In addition, the setting of the water-cooled jacket structure of the gasification burner can enhance the anti-ablative ability of the head of the burner to the fire surface and prolong the service life of the burner. The setting of the swirling structure of the fuel path and the oxidant path, It can increase the tangential velocity of fuel and oxidant, further enhance the mixing uniformity of fuel and oxidant, and improve the reaction rate, fuel conversion rate and gasification performance of gasification unit in limited reaction space and residence time.

DRAWINGS

BRIEF DESCRIPTION OF THE DRAWINGS Figure 1 is a schematic view showing the structure of a gasification burner of the present invention.

Figure 2 is a cross-sectional view showing the structure of a gasification burner of the present invention.
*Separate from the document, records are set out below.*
pub mod config;
pub mod events;
pub mod link;
pub mod portal;
pub mod session;
pub mod status;
pub mod store;

use crate::config::Config;
use crate::events::Pipeline;
use crate::link::backend::NmcliBackend;
use crate::link::{LinkEvent, LinkSupervisor};
use crate::session::SessionManager;
use crate::status::StatusPublisher;
use crate::store::CredentialStore;
use color_eyre::Result;
use std::sync::Arc;
use std::time::Duration;
use tokio::sync::mpsc;
use tracing::{info, warn, Level};
use tracing_subscriber::FmtSubscriber;

#[tokio::main]
async fn main() -> Result<()> {
    setup()?;

    let config = Config::load();
    let store = Arc::new(CredentialStore::new(
        &config.store_dir(),
        &config.identity.default_id,
    ));
    let identity = store.load_identity();
    info!(
        "MoneyBot core starting as '{}' (command topic {})",
        identity.id, identity.command_topic
    );

    let (status, state_rx, mut signal_rx) = StatusPublisher::new();
    let (queue_producer, mut queue_consumer) = events::queue();
    let (restart_tx, mut restart_rx) = mpsc::channel(1);

    // Link supervisor: association state machine, provisioning fallback.
    let backend = NmcliBackend::new(&config.link.interface);
    let supervisor = LinkSupervisor::new(
        config.link.clone(),
        config.portal.clone(),
        backend,
        status,
        store.clone(),
        restart_tx.clone(),
    );
    let link_tx = supervisor.event_sender();
    let supervisor_task = tokio::spawn(supervisor.run());

    // Session manager feeding the event pipeline.
    let session = SessionManager::new(
        config.broker.clone(),
        identity.clone(),
        link_tx.clone(),
        state_rx,
        Pipeline::new(queue_producer),
    );
    tokio::spawn(session.run());

    // Consumer loop: drains the queue toward the presentation layer. The
    // display collaborator hangs off this hand-over point.
    tokio::spawn(async move {
        while let Some(event) = queue_consumer.next().await {
            info!(
                "CHA-CHING: {} {} ({})",
                event.amount, event.currency, event.event_id
            );
        }
    });

    // Indicator observer: the LED collaborator reads the coarse signal.
    tokio::spawn(async move {
        loop {
            info!("Indicator -> {:?}", *signal_rx.borrow_and_update());
            if signal_rx.changed().await.is_err() {
                break;
            }
        }
    });

    // Block until the portal asks for a restart; the service supervisor
    // brings the process back up with the new credentials.
    if restart_rx.recv().await.is_some() {
        info!("Restart requested to apply new credentials");
        let _ = link_tx.send(LinkEvent::Shutdown).await;
        if tokio::time::timeout(Duration::from_secs(5), supervisor_task)
            .await
            .is_err()
        {
            warn!("Link supervisor did not stop in time");
        }
    }

    info!("MoneyBot core exiting");
    Ok(())
}

fn setup() -> Result<()> {
    if std::env::var("RUST_LIB_BACKTRACE").is_err() {
        std::env::set_var("RUST_LIB_BACKTRACE", "0")
    }
    color_eyre::install()?;
    if std::env::var("RUST_LOG").is_err() {
        std::env::set_var("RUST_LOG", "info")
    }
    setup_logging_env();
    Ok(())
}

fn setup_logging_env() {
    FmtSubscriber::builder()
        .with_max_level(Level::INFO)
        .with_target(false)
        .with_thread_ids(true)
        .with_file(true)
        .with_line_number(true)
        .pretty()
        .init();
}
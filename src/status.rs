//! Status Signal - coarse connection indicator for the presentation layer.
//!
//! Maps the connection state onto a four-value palette consumed by the LED
//! collaborator. The mapping is a pure function; publishing happens on a watch
//! channel so any number of observers can read the latest value without
//! blocking the writer.

use crate::link::ConnectionState;
use tokio::sync::watch;
use tracing::info;

/// Discrete indicator palette shown by the external LED/indicator collaborator.
#[derive(Clone, Copy, Debug, Default, PartialEq, Eq)]
pub enum Signal {
    /// No connectivity at all (boot, association in progress or lost).
    #[default]
    Alert,
    /// The onboarding portal is up and waiting for credentials.
    Provisioning,
    /// Network access exists but the broker session is not established.
    PartialService,
    /// Fully operational: associated and session connected.
    FullService,
}

/// Maps a connection state to its indicator value.
pub fn indicator(state: ConnectionState) -> Signal {
    match state {
        ConnectionState::Disconnected | ConnectionState::Associating => Signal::Alert,
        ConnectionState::Provisioning => Signal::Provisioning,
        ConnectionState::Associated | ConnectionState::SessionConnecting => Signal::PartialService,
        ConnectionState::SessionConnected => Signal::FullService,
    }
}

/// Single-writer publisher for connection state and its derived signal.
///
/// Only the link supervisor holds one; every transition goes through
/// [`StatusPublisher::transition`], which keeps the two watch channels in
/// lockstep so observers can never see a state without its matching signal.
pub struct StatusPublisher {
    state_tx: watch::Sender<ConnectionState>,
    signal_tx: watch::Sender<Signal>,
}

impl StatusPublisher {
    pub fn new() -> (
        Self,
        watch::Receiver<ConnectionState>,
        watch::Receiver<Signal>,
    ) {
        let (state_tx, state_rx) = watch::channel(ConnectionState::Disconnected);
        let (signal_tx, signal_rx) = watch::channel(Signal::Alert);
        (
            Self {
                state_tx,
                signal_tx,
            },
            state_rx,
            signal_rx,
        )
    }

    pub fn current(&self) -> ConnectionState {
        *self.state_tx.borrow()
    }

    /// Publishes a new connection state and its derived indicator signal.
    pub fn transition(&self, to: ConnectionState) {
        let from = self.current();
        if from != to {
            info!("Connection state {:?} -> {:?}", from, to);
        }
        self.state_tx.send_replace(to);
        self.signal_tx.send_replace(indicator(to));
    }
}
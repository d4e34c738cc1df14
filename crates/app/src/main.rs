//! Tokenrelay - keeps notebook connections supplied with a fresh token.
//!
//! Logs in against the configured identity provider, publishes the access
//! token to the notebook kernel and renews it on a fixed interval until
//! renewal fails or the process is interrupted.

use std::path::PathBuf;
use std::process::ExitCode;
use std::sync::Arc;
use std::time::Duration;

use anyhow::{Context, Result};
use clap::Parser;
use tokenrelay_application::{BridgeOutcome, Clock, CredentialProvider, RunBridge};
use tokenrelay_domain::Token;
use tokenrelay_infrastructure::{
    ConsoleNotifier, KernelExecRegistry, KeycloakProvider, SettingsLoader, StaticTokenProvider,
    SystemClock, redacted,
};
use tracing::{error, info};
use tracing_subscriber::{EnvFilter, layer::SubscriberExt, util::SubscriberInitExt};

/// Identity-provider token bridge for notebook sessions
#[derive(Parser, Debug)]
#[command(author, version, about, long_about = None)]
struct Cli {
    /// Settings file (defaults to <config dir>/tokenrelay/config.toml)
    #[arg(short = 'c', long = "config")]
    config: Option<PathBuf>,

    /// Refresh interval in milliseconds, overriding the settings
    #[arg(long = "interval-ms")]
    interval_ms: Option<u64>,

    /// Print the effective settings (secrets masked) and exit
    #[arg(long)]
    print_config: bool,
}

/// How long shutdown waits for blocking tasks, such as a notice still
/// waiting for Enter.
const SHUTDOWN_GRACE: Duration = Duration::from_millis(500);

fn main() -> Result<ExitCode> {
    let cli = Cli::parse();
    let runtime = tokio::runtime::Builder::new_multi_thread()
        .enable_all()
        .build()
        .context("failed to start the async runtime")?;

    let outcome = runtime.block_on(run(cli));
    shutdown(runtime);
    outcome
}

/// Stops the runtime without waiting on blocking reads of stdin.
fn shutdown(runtime: tokio::runtime::Runtime) {
    runtime.shutdown_timeout(SHUTDOWN_GRACE);
}

async fn run(cli: Cli) -> Result<ExitCode> {
    tracing_subscriber::registry()
        .with(EnvFilter::try_from_default_env().unwrap_or_else(|_| EnvFilter::new("info")))
        .with(tracing_subscriber::fmt::layer().with_writer(std::io::stderr))
        .init();

    let mut loader = SettingsLoader::new();
    if let Some(path) = &cli.config {
        loader = loader.with_file(path);
    }
    let mut settings = loader.load().context("failed to load settings")?;
    if let Some(interval_ms) = cli.interval_ms {
        settings.refresh.interval_ms = interval_ms;
        settings.validate().context("invalid --interval-ms")?;
    }

    if cli.print_config {
        println!("{}", serde_json::to_string_pretty(&redacted(&settings))?);
        return Ok(ExitCode::SUCCESS);
    }

    info!(
        version = env!("CARGO_PKG_VERSION"),
        realm = %settings.identity.realm,
        interval_ms = settings.refresh.interval_ms,
        "starting tokenrelay"
    );

    let clock: Arc<dyn Clock> = Arc::new(SystemClock::new());
    let provider: Arc<dyn CredentialProvider> = match &settings.identity.static_token {
        Some(raw) => Arc::new(StaticTokenProvider::new(
            Token::new(raw.as_str()).context("invalid static token")?,
        )),
        None => Arc::new(KeycloakProvider::new(
            settings.identity.clone(),
            Arc::clone(&clock),
        )),
    };
    let registry = Arc::new(
        KernelExecRegistry::new(&settings.session).context("invalid session settings")?,
    );
    let notifier = Arc::new(ConsoleNotifier::new(settings.notices));

    let outcome = RunBridge::new(provider, registry, notifier, clock)
        .execute(settings.refresh.interval())
        .await
        .context("token bridge failed")?;

    match outcome {
        BridgeOutcome::Running(handle) => {
            let run_id = handle.run_id();
            tokio::select! {
                status = handle.join() => {
                    error!(%run_id, status = %status.display_message(), "refresh cycle ended");
                    Ok(ExitCode::FAILURE)
                }
                signal = tokio::signal::ctrl_c() => {
                    signal.context("failed to listen for ctrl-c")?;
                    info!(%run_id, "interrupted, shutting down");
                    Ok(ExitCode::SUCCESS)
                }
            }
        }
        BridgeOutcome::Published(report) => {
            info!(
                matched = report.matched,
                updated = report.updated,
                "static token published"
            );
            Ok(ExitCode::SUCCESS)
        }
        BridgeOutcome::LoginFailed | BridgeOutcome::InitializationFailed => Ok(ExitCode::FAILURE),
    }
}

#[cfg(test)]
#[allow(clippy::unwrap_used, clippy::expect_used)]
mod tests {
    use super::*;
    use std::sync::mpsc;
    use std::time::Instant;

    #[test]
    fn test_shutdown_does_not_wait_for_blocking_reads() {
        let runtime = tokio::runtime::Builder::new_multi_thread()
            .enable_all()
            .build()
            .unwrap();
        let (release, blocked) = mpsc::channel::<()>();
        runtime.spawn_blocking(move || blocked.recv());
        let started = Instant::now();

        shutdown(runtime);

        assert!(started.elapsed() < Duration::from_secs(5));
        drop(release);
    }

    #[test]
    fn test_cli_flags() {
        let cli = Cli::parse_from(["tokenrelay", "--interval-ms", "60000", "--print-config"]);
        assert_eq!(cli.interval_ms, Some(60_000));
        assert!(cli.print_config);
        assert!(cli.config.is_none());
    }
}
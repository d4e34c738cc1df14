//! Notifier port

use async_trait::async_trait;
use tokenrelay_domain::Notice;

/// Port for blocking user-visible notices.
#[async_trait]
pub trait Notifier: Send + Sync {
    /// Shows `notice`; returns once the user has been told (and, for
    /// blocking implementations, has acknowledged it).
    async fn notify(&self, notice: Notice);
}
Fig. 3 is a partial enlarged view of a portion I of the gasification burner of the present invention shown in Fig. 2;

In the figure, 1 is the female burner, 2 is the sub-burner, 3 is the female outer tube, 4 is the female inner tube, 5 is the mother cover, 6 is the parent fuel passage, 7 is the parent oxidant passage, 8 is the parent fuel inlet 9 is the parent oxidant inlet, 10 is the mother body mounting flange, 11 is the female tail mounting flange, 12 is the sub-outer tube, 13 is the sub-inner tube, 14 is the sub-cover, 15 is the sub-fuel passage, 16 is Sub-oxidant channel, 17 is the sub-fuel inlet, 18 is the sub-oxidant inlet, 19 is the sub-body mounting flange, 20 is the sub-tail mounting flange, 21 is the coolant jacket, 22 is the coolant inlet, 23 is the coolant The outlet, 24 is a fuel delivery tube, 25 is a gas swirling device, 26 is a parent fuel outlet, 27 is a parent oxidant outlet, 28 is a sub-fuel outlet, and 29 is a sub-oxidant outlet.

detailed description

The following examples are intended to illustrate the invention but are not intended to limit the scope of the invention.

Example 1

A gasification burner, as shown in FIG. 1 to FIG. 3, comprises a female burner 1 , and an inner side of the female burner 1 is provided with an N-stage sub-burner 2, N is an integer greater than or equal to 1, the female burner 1 And each of the sub-burners 2 respectively have independent fuel passages and oxidant passages; the female burner 1 and the sub-burner 2 of each level are arranged to be coaxially arranged from the outside to the inside, and the inner diameter of the female burner 1 is larger than the first The outer diameter of the stage burner 2, the inner diameter of each stage burner 2 is larger than the outer diameter of the lower stage burner 2.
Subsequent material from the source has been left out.